Approach to openness: The policy for the dissemination of research results emanating from this fellowship will be open access for all. This will be ensured by making preprints available as soon as the results obtained are significant, reliable and reproducible, and final publications will be in open access journals. Results will be further communicated using social medias.

>How will they benefit
Via the publication of research results and their presentation at (inter)national conferences and laboratories, via the supervision of the next generation of scientists, and via outreach programmes such as lectures in high school or public activities at the Community Festival organized by the University of Manchester, this research will contribute to the nation's culture and academic competitiveness.

The Manchester Academic Health Science Centre is a partnership between the University of Manchester and six NHS Trusts and hospitals to allow rapid translation of research findings into routine public health practice.

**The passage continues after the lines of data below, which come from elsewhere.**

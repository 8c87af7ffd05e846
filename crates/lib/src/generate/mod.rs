//! Code generation for generator-based packages.
//!
//! Generation is expensive, so [`GeneratorPackage`] only invokes the external
//! generator when [`GenerationTracker`] says the previous run no longer
//! matches: see the tracker for the decision rules and [`cmdline`] for how the
//! fingerprinted command line is built.

pub mod cmdline;
mod package;
mod tracker;

use std::io;
use std::path::PathBuf;

use thiserror::Error;

use crate::util::mtime::MtimeError;

pub use package::{GenerateContext, GeneratorPackage};
pub use tracker::{Decision, GenerationTracker};

/// Errors that can occur while preparing or running a generation.
#[derive(Debug, Error)]
pub enum GenerateError {
  #[error("failed to read generation stamp '{path}': {source}")]
  ReadStamp {
    path: PathBuf,
    #[source]
    source: io::Error,
  },

  #[error("failed to write generation stamp '{path}': {source}")]
  WriteStamp {
    path: PathBuf,
    #[source]
    source: io::Error,
  },

  #[error(transparent)]
  Timestamps(#[from] MtimeError),

  #[error("failed to list '{srcdir}': {source}")]
  ListSourceDir {
    srcdir: PathBuf,
    #[source]
    source: io::Error,
  },

  #[error("cannot find a specification file (*.{extension}) in '{srcdir}'")]
  NoSpecFile { srcdir: PathBuf, extension: String },

  #[error("cannot find '{tool}' in PATH")]
  ToolNotFound { tool: String },

  #[error("cannot determine the version of '{tool}'")]
  UnknownVersion { tool: PathBuf },

  #[error("failed to read '{path}': {source}")]
  ReadVersion {
    path: PathBuf,
    #[source]
    source: io::Error,
  },

  #[error("failed to run generator '{cmd}': {source}")]
  Spawn {
    cmd: String,
    #[source]
    source: io::Error,
  },

  #[error("generator failed with exit code {code:?}: {cmd}")]
  GeneratorFailed { cmd: String, code: Option<i32> },
}
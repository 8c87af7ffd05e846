//! Environment composition.
//!
//! [`EnvironmentStore`] keeps list-valued environment variables (search
//! paths) as ordered sequences. A variable is seeded from the inherited
//! environment the first time it is written; from then on the in-memory
//! sequence is authoritative and its joined form is what child processes see.
//!
//! # Sharing
//!
//! Stores are plain values so tests can build isolated ones. The process has
//! one mirroring instance, [`EnvironmentStore::shared`], whose writes are also
//! applied to the real process environment. The store itself does no locking
//! of its own: composition has to be serialized by the orchestrator even when
//! package builds run in parallel.

mod prefix;

use std::collections::{BTreeMap, HashMap};
use std::path::{Path, PathBuf};
use std::sync::{Mutex, OnceLock};

use tracing::debug;

pub use prefix::InterpreterLayout;

/// Separator used to join list-valued variables.
#[cfg(windows)]
pub const PATH_SEPARATOR: char = ';';

/// Separator used to join list-valued variables.
#[cfg(not(windows))]
pub const PATH_SEPARATOR: char = ':';

/// Where untouched variables are seeded from.
#[derive(Debug, Clone, Default)]
enum Inherited {
  /// The live process environment.
  #[default]
  Process,
  /// A fixed snapshot.
  Snapshot(HashMap<String, String>),
}

/// Ordered, list-valued environment variables.
#[derive(Debug, Clone, Default)]
pub struct EnvironmentStore {
  vars: BTreeMap<String, Vec<String>>,
  inherited: Inherited,
  mirror: bool,
  layout: InterpreterLayout,
  module_search_path: Vec<PathBuf>,
}

impl EnvironmentStore {
  /// Isolated store seeded from the process environment. Writes are only
  /// visible through [`exported`](Self::exported).
  pub fn new() -> Self {
    Self::default()
  }

  /// Isolated store seeded from a fixed set of variables.
  pub fn with_inherited<I, K, V>(vars: I) -> Self
  where
    I: IntoIterator<Item = (K, V)>,
    K: Into<String>,
    V: Into<String>,
  {
    Self {
      inherited: Inherited::Snapshot(vars.into_iter().map(|(k, v)| (k.into(), v.into())).collect()),
      ..Self::default()
    }
  }

  /// Store whose writes are mirrored into the process environment.
  ///
  /// Mirroring calls `std::env::set_var`, so all writes must happen while no
  /// other thread reads or writes the environment.
  pub fn mirroring() -> Self {
    Self {
      mirror: true,
      ..Self::default()
    }
  }

  /// The single mirroring store of this process.
  pub fn shared() -> &'static Mutex<EnvironmentStore> {
    static SHARED: OnceLock<Mutex<EnvironmentStore>> = OnceLock::new();
    SHARED.get_or_init(|| Mutex::new(EnvironmentStore::mirroring()))
  }

  pub fn with_layout(mut self, layout: InterpreterLayout) -> Self {
    self.layout = layout;
    self
  }

  pub fn layout(&self) -> &InterpreterLayout {
    &self.layout
  }

  /// Current sequence of a variable that has been written this process.
  pub fn get(&self, name: &str) -> Option<&[String]> {
    self.vars.get(name).map(Vec::as_slice)
  }

  /// Serialized value: the joined sequence once touched, otherwise the
  /// inherited value.
  pub fn value(&self, name: &str) -> Option<String> {
    match self.vars.get(name) {
      Some(values) => Some(join(values)),
      None => self.inherited_value(name),
    }
  }

  /// Replace the sequence of `name` with `values`.
  pub fn set<I, S>(&mut self, name: &str, values: I)
  where
    I: IntoIterator<Item = S>,
    S: Into<String>,
  {
    self.vars.insert(name.to_string(), Vec::new());
    self.add(name, values);
  }

  /// Prepend `values`, in the order given, in front of the current sequence.
  pub fn add<I, S>(&mut self, name: &str, values: I)
  where
    I: IntoIterator<Item = S>,
    S: Into<String>,
  {
    let mut updated: Vec<String> = values.into_iter().map(Into::into).collect();
    updated.extend(self.current(name));

    debug!(name, value = %join(&updated), "environment updated");
    self.vars.insert(name.to_string(), updated);
    self.export(name);
  }

  /// Prepend each existing directory of `paths` that is not already part of
  /// the variable. Non-directories and duplicates are skipped silently.
  pub fn add_path<I, P>(&mut self, name: &str, paths: I)
  where
    I: IntoIterator<Item = P>,
    P: AsRef<Path>,
  {
    for path in paths {
      let path = path.as_ref();
      if !path.is_dir() {
        continue;
      }

      let entry = path.to_string_lossy().into_owned();
      if self.current(name).contains(&entry) {
        continue;
      }

      self.add(name, [entry]);
      if name == self.layout.variable {
        self.module_search_path.insert(0, path.to_path_buf());
      }
    }
  }

  /// Directories made importable in-process through the interpreter module
  /// variable, most recent first.
  pub fn module_search_path(&self) -> &[PathBuf] {
    &self.module_search_path
  }

  /// Serialized form of every variable written this process, sorted by name.
  pub fn exported(&self) -> Vec<(String, String)> {
    self.vars.iter().map(|(name, values)| (name.clone(), join(values))).collect()
  }

  /// Resolve `program` against the composed `PATH`.
  pub fn find_in_path(&self, program: &str) -> Option<PathBuf> {
    let path = self.value("PATH")?;
    let cwd = std::env::current_dir().unwrap_or_else(|_| PathBuf::from("."));
    which::which_in(program, Some(path), cwd).ok()
  }

  /// Current sequence, seeding from the inherited value when untouched.
  fn current(&self, name: &str) -> Vec<String> {
    match self.vars.get(name) {
      Some(values) => values.clone(),
      None => self.inherited_value(name).map(|v| split(&v)).unwrap_or_default(),
    }
  }

  fn inherited_value(&self, name: &str) -> Option<String> {
    match &self.inherited {
      Inherited::Process => std::env::var(name).ok(),
      Inherited::Snapshot(vars) => vars.get(name).cloned(),
    }
  }

  fn export(&self, name: &str) {
    if !self.mirror {
      return;
    }
    if let Some(values) = self.vars.get(name) {
      // SAFETY: mirroring stores are only written while environment
      // composition is serialized (see module docs).
      unsafe { std::env::set_var(name, join(values)) };
    }
  }
}

fn join(values: &[String]) -> String {
  let separator = PATH_SEPARATOR.to_string();
  values.join(&separator)
}

/// Split an inherited value. Empty entries are dropped.
fn split(value: &str) -> Vec<String> {
  value
    .split(PATH_SEPARATOR)
    .filter(|entry| !entry.is_empty())
    .map(str::to_string)
    .collect()
}
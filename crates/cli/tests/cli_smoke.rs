//! CLI smoke tests for srcbuild.
//!
//! These tests verify that every command runs end to end and returns
//! appropriate exit codes.

use assert_cmd::Command;
use assert_cmd::cargo::cargo_bin_cmd;
use predicates::prelude::*;
use tempfile::TempDir;

/// Get a Command for the srcbuild binary, isolated from the caller's config.
fn srcbuild_cmd() -> Command {
  let mut cmd = cargo_bin_cmd!("srcbuild");
  cmd.env_remove("SRCBUILD_CONFIG");
  cmd
}

/// Create a temp directory holding `config.json`.
fn temp_config(content: &str) -> TempDir {
  let temp = TempDir::new().unwrap();
  std::fs::write(temp.path().join("config.json"), content).unwrap();
  temp
}

// =============================================================================
// Help & Version
// =============================================================================

#[test]
fn help_flag_works() {
  srcbuild_cmd()
    .arg("--help")
    .assert()
    .success()
    .stdout(predicate::str::contains("Usage"));
}

#[test]
fn version_flag_works() {
  srcbuild_cmd()
    .arg("--version")
    .assert()
    .success()
    .stdout(predicate::str::contains("srcbuild"));
}

#[test]
fn subcommand_help_works() {
  for cmd in &["env", "patch", "flags"] {
    srcbuild_cmd()
      .arg(cmd)
      .arg("--help")
      .assert()
      .success()
      .stdout(predicate::str::contains("Usage"));
  }
}

// =============================================================================
// config
// =============================================================================

#[test]
fn invalid_config_fails() {
  let temp = temp_config("{ not json");

  srcbuild_cmd()
    .arg("--config")
    .arg(temp.path().join("config.json"))
    .args(["flags", "--", "--corba"])
    .assert()
    .failure()
    .stderr(predicate::str::contains("Failed to load config"));
}

#[test]
fn config_from_environment_variable() {
  let temp = temp_config(r#"{ "generator": { "options": ["--extended-states"] } }"#);

  srcbuild_cmd()
    .env("SRCBUILD_CONFIG", temp.path().join("config.json"))
    .arg("flags")
    .assert()
    .success()
    .stdout("--extended-states\n");
}

// =============================================================================
// flags
// =============================================================================

#[test]
fn flags_are_merged_and_sorted() {
  srcbuild_cmd()
    .args(["flags", "--", "--transports=corba", "--corba", "--no-corba"])
    .assert()
    .success()
    .stdout("--no-corba\n--transports=corba\n");
}

#[test]
fn flags_override_configured_options() {
  let temp = temp_config(r#"{ "generator": { "options": ["--corba", "--extended-states"] } }"#);

  srcbuild_cmd()
    .arg("--config")
    .arg(temp.path().join("config.json"))
    .args(["flags", "--", "--no-extended-states"])
    .assert()
    .success()
    .stdout("--corba\n--no-extended-states\n");
}

#[test]
fn flags_json_output() {
  srcbuild_cmd()
    .args(["--output", "json", "flags", "--", "--corba"])
    .assert()
    .success()
    .stdout(predicate::str::contains("\"--corba\""));
}

// =============================================================================
// env
// =============================================================================

#[test]
fn env_adds_prefix_directories() {
  let temp = TempDir::new().unwrap();
  let bin = temp.path().join("bin");
  std::fs::create_dir_all(&bin).unwrap();

  srcbuild_cmd()
    .arg("env")
    .arg(temp.path())
    .assert()
    .success()
    .stdout(predicate::str::contains("PATH="))
    .stdout(predicate::str::contains(bin.to_string_lossy().into_owned()));
}

#[test]
fn env_empty_prefix_changes_nothing() {
  let temp = TempDir::new().unwrap();

  srcbuild_cmd()
    .arg("env")
    .arg(temp.path())
    .assert()
    .success()
    .stdout(predicate::str::contains("No variables changed"));
}

#[test]
fn env_missing_prefix_fails() {
  let temp = TempDir::new().unwrap();

  srcbuild_cmd()
    .arg("env")
    .arg(temp.path().join("missing"))
    .assert()
    .failure()
    .stderr(predicate::str::contains("Prefix not found"));
}

// =============================================================================
// patch
// =============================================================================

#[test]
fn patch_without_patches_is_in_sync() {
  let temp = TempDir::new().unwrap();

  srcbuild_cmd()
    .arg("patch")
    .arg(temp.path())
    .assert()
    .success()
    .stdout(predicate::str::contains("Patches already in sync"));
}

#[test]
fn patch_missing_srcdir_fails() {
  let temp = TempDir::new().unwrap();

  srcbuild_cmd()
    .arg("patch")
    .arg(temp.path().join("missing"))
    .assert()
    .failure()
    .stderr(predicate::str::contains("Source directory not found"));
}

#[cfg(unix)]
#[test]
fn patch_records_applied_stack() {
  let config = temp_config(r#"{ "tools": { "patch": "true" } }"#);
  let src = TempDir::new().unwrap();
  let patch = config.path().join("fix.patch");
  std::fs::write(&patch, "").unwrap();

  srcbuild_cmd()
    .arg("--config")
    .arg(config.path().join("config.json"))
    .arg("patch")
    .arg(src.path())
    .arg(&patch)
    .assert()
    .success()
    .stdout(predicate::str::contains("1 patch applied"));

  let stamp = std::fs::read_to_string(src.path().join("patches-autobuild-stamp")).unwrap();
  assert_eq!(stamp.trim_end(), patch.to_string_lossy());

  srcbuild_cmd()
    .arg("--config")
    .arg(config.path().join("config.json"))
    .arg("patch")
    .arg(src.path())
    .arg(&patch)
    .assert()
    .success()
    .stdout(predicate::str::contains("Patches already in sync"));
}

#[cfg(unix)]
#[test]
fn failing_patch_tool_fails() {
  let config = temp_config(r#"{ "tools": { "patch": "false" } }"#);
  let src = TempDir::new().unwrap();
  let patch = config.path().join("fix.patch");
  std::fs::write(&patch, "").unwrap();

  srcbuild_cmd()
    .arg("--config")
    .arg(config.path().join("config.json"))
    .arg("patch")
    .arg(src.path())
    .arg(&patch)
    .assert()
    .failure()
    .stderr(predicate::str::contains("Failed to patch"));
}
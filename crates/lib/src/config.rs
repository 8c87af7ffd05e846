//! Orchestrator configuration.
//!
//! Every field has a default so an empty JSON object (or no file at all) is a
//! valid configuration. The file named by [`CONFIG_ENV_VAR`] is used by
//! [`Config::from_env`].

use std::collections::BTreeMap;
use std::path::{Path, PathBuf};

use serde::{Deserialize, Serialize};
use thiserror::Error;
use tracing::debug;

use crate::consts::CONFIG_ENV_VAR;

/// Errors that can occur while loading configuration.
#[derive(Debug, Error)]
pub enum ConfigError {
  /// The configuration file could not be read.
  #[error("failed to read config '{path}': {source}")]
  Read {
    path: PathBuf,
    #[source]
    source: std::io::Error,
  },

  /// The configuration file is not valid JSON for [`Config`].
  #[error("failed to parse config '{path}': {source}")]
  Parse {
    path: PathBuf,
    #[source]
    source: serde_json::Error,
  },
}

/// Process-wide settings shared by the import and generation engines.
#[derive(Debug, Clone, PartialEq, Eq, Serialize, Deserialize)]
#[serde(default)]
pub struct Config {
  /// Whether existing checkouts are updated. When false, importing a package
  /// whose source tree exists does nothing.
  pub do_update: bool,

  /// Verbose progress reporting: skipped updates are logged at `info` instead
  /// of `debug`.
  pub verbose: bool,

  /// Overrides for external tools, keyed by logical name (`patch`, `make`, ...).
  pub tools: BTreeMap<String, String>,

  /// Parallelism passed down to generators that support it.
  pub parallel_build_level: usize,

  /// Settings of the code generator package type.
  pub generator: GeneratorConfig,
}

impl Default for Config {
  fn default() -> Self {
    Self {
      do_update: true,
      verbose: false,
      tools: BTreeMap::new(),
      parallel_build_level: std::thread::available_parallelism().map(|n| n.get()).unwrap_or(1),
      generator: GeneratorConfig::default(),
    }
  }
}

impl Config {
  /// Load configuration from a JSON file.
  pub fn load(path: &Path) -> Result<Self, ConfigError> {
    let content = std::fs::read_to_string(path).map_err(|source| ConfigError::Read {
      path: path.to_path_buf(),
      source,
    })?;

    let config = serde_json::from_str(&content).map_err(|source| ConfigError::Parse {
      path: path.to_path_buf(),
      source,
    })?;

    debug!(path = %path.display(), "loaded config");
    Ok(config)
  }

  /// Load the file named by `SRCBUILD_CONFIG`, or the defaults when unset.
  pub fn from_env() -> Result<Self, ConfigError> {
    match std::env::var_os(CONFIG_ENV_VAR) {
      Some(path) if !path.is_empty() => Self::load(Path::new(&path)),
      _ => Ok(Self::default()),
    }
  }

  /// Program to run for the logical tool `name`.
  ///
  /// Falls back to `name` itself, resolved through `PATH` at spawn time.
  pub fn tool<'a>(&'a self, name: &'a str) -> &'a str {
    self.tools.get(name).map(String::as_str).unwrap_or(name)
  }
}

/// Settings of the code generator package type.
///
/// Per-package overrides live on [`crate::generate::GeneratorPackage`].
#[derive(Debug, Clone, PartialEq, Eq, Serialize, Deserialize)]
#[serde(default)]
pub struct GeneratorConfig {
  /// Generator program name, also used to name the stamp directory.
  pub name: String,

  /// Extension of the specification file looked up in the source tree.
  pub spec_extension: String,

  /// Interpreter the generator script is run with (`<interpreter> -S <tool>`).
  /// `None` runs the tool directly.
  pub interpreter: Option<String>,

  /// Regenerate on every run, skipping fingerprint and probe checks.
  ///
  /// Off by default, so an unchanged command line with a current build
  /// system skips generation. Setups that expect a generation pass on every
  /// run have to turn it on.
  pub always_regenerate: bool,

  /// Default for `--corba`.
  pub corba: Option<bool>,

  /// Default for `--extended-states` / `--no-extended-states`.
  pub extended_states: Option<bool>,

  /// Enabled transports.
  pub transports: Vec<String>,

  /// Value of `--type-export-policy`.
  pub type_export_policy: String,

  /// Raw options appended after the computed ones; they take precedence.
  pub options: Vec<String>,
}

impl Default for GeneratorConfig {
  fn default() -> Self {
    Self {
      name: "orogen".to_string(),
      spec_extension: "orogen".to_string(),
      interpreter: Some("ruby".to_string()),
      always_regenerate: false,
      corba: None,
      extended_states: None,
      transports: vec!["corba".to_string(), "typelib".to_string(), "mqueue".to_string()],
      type_export_policy: "used".to_string(),
      options: Vec::new(),
    }
  }
}
//! Fallback handlers for failing imports.
//!
//! When an import fails with a recognized error, the registered handlers are
//! asked, most recently registered first, for a substitute [`Importer`]
//! (a mirror, an archive, a local cache). The first substitute returned is
//! used and no further handlers are consulted.
//!
//! The registry does not guard against a handler returning an importer that
//! fails the same way again and again; handlers are responsible for not
//! recursing forever.

use std::fmt;
use std::sync::{OnceLock, RwLock};

use crate::import::Importer;
use crate::package::Package;

/// A recovery strategy: given the package and the failing importer, returns
/// an importer to use instead, or `None` to pass.
pub type FallbackHandler = Box<dyn Fn(&Package, &Importer) -> Option<Importer> + Send + Sync>;

/// Ordered chain of fallback handlers.
#[derive(Default)]
pub struct FallbackRegistry {
  handlers: Vec<FallbackHandler>,
}

impl FallbackRegistry {
  pub fn new() -> Self {
    Self::default()
  }

  /// The registry of this process. Populated at startup, read-only afterwards.
  pub fn shared() -> &'static RwLock<FallbackRegistry> {
    static SHARED: OnceLock<RwLock<FallbackRegistry>> = OnceLock::new();
    SHARED.get_or_init(|| RwLock::new(FallbackRegistry::new()))
  }

  /// Register `handler`. It will be tried before every handler registered
  /// earlier.
  pub fn register<F>(&mut self, handler: F)
  where
    F: Fn(&Package, &Importer) -> Option<Importer> + Send + Sync + 'static,
  {
    self.handlers.push(Box::new(handler));
  }

  pub fn len(&self) -> usize {
    self.handlers.len()
  }

  pub fn is_empty(&self) -> bool {
    self.handlers.is_empty()
  }

  /// First substitute offered for `package`, scanning the most recently
  /// registered handler first.
  pub fn find_substitute(&self, package: &Package, failing: &Importer) -> Option<Importer> {
    self.handlers.iter().rev().find_map(|handler| handler(package, failing))
  }
}

impl fmt::Debug for FallbackRegistry {
  fn fmt(&self, f: &mut fmt::Formatter<'_>) -> fmt::Result {
    f.debug_struct("FallbackRegistry")
      .field("handlers", &self.handlers.len())
      .finish()
  }
}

This is another key feature of the local environment that determined the fellow's choice of the University of Manchester as the host institution. Via this platform, clinical scientists and pharmacologists will directly benefit from the research outputs.

The first two years will see dramatic increase of the fellow's team skills and network thanks to the excellent local and national research environment, with exchange of information sought whenever possible, starting with the creation of an informative webpage about the research being conducted and the people involved. Early In the third year, some concrete outputs should already be available in the form of preprints and/or publications in open access journals. Thereafter, the progressive nature of this proposal will ensure a constant flow of outputs.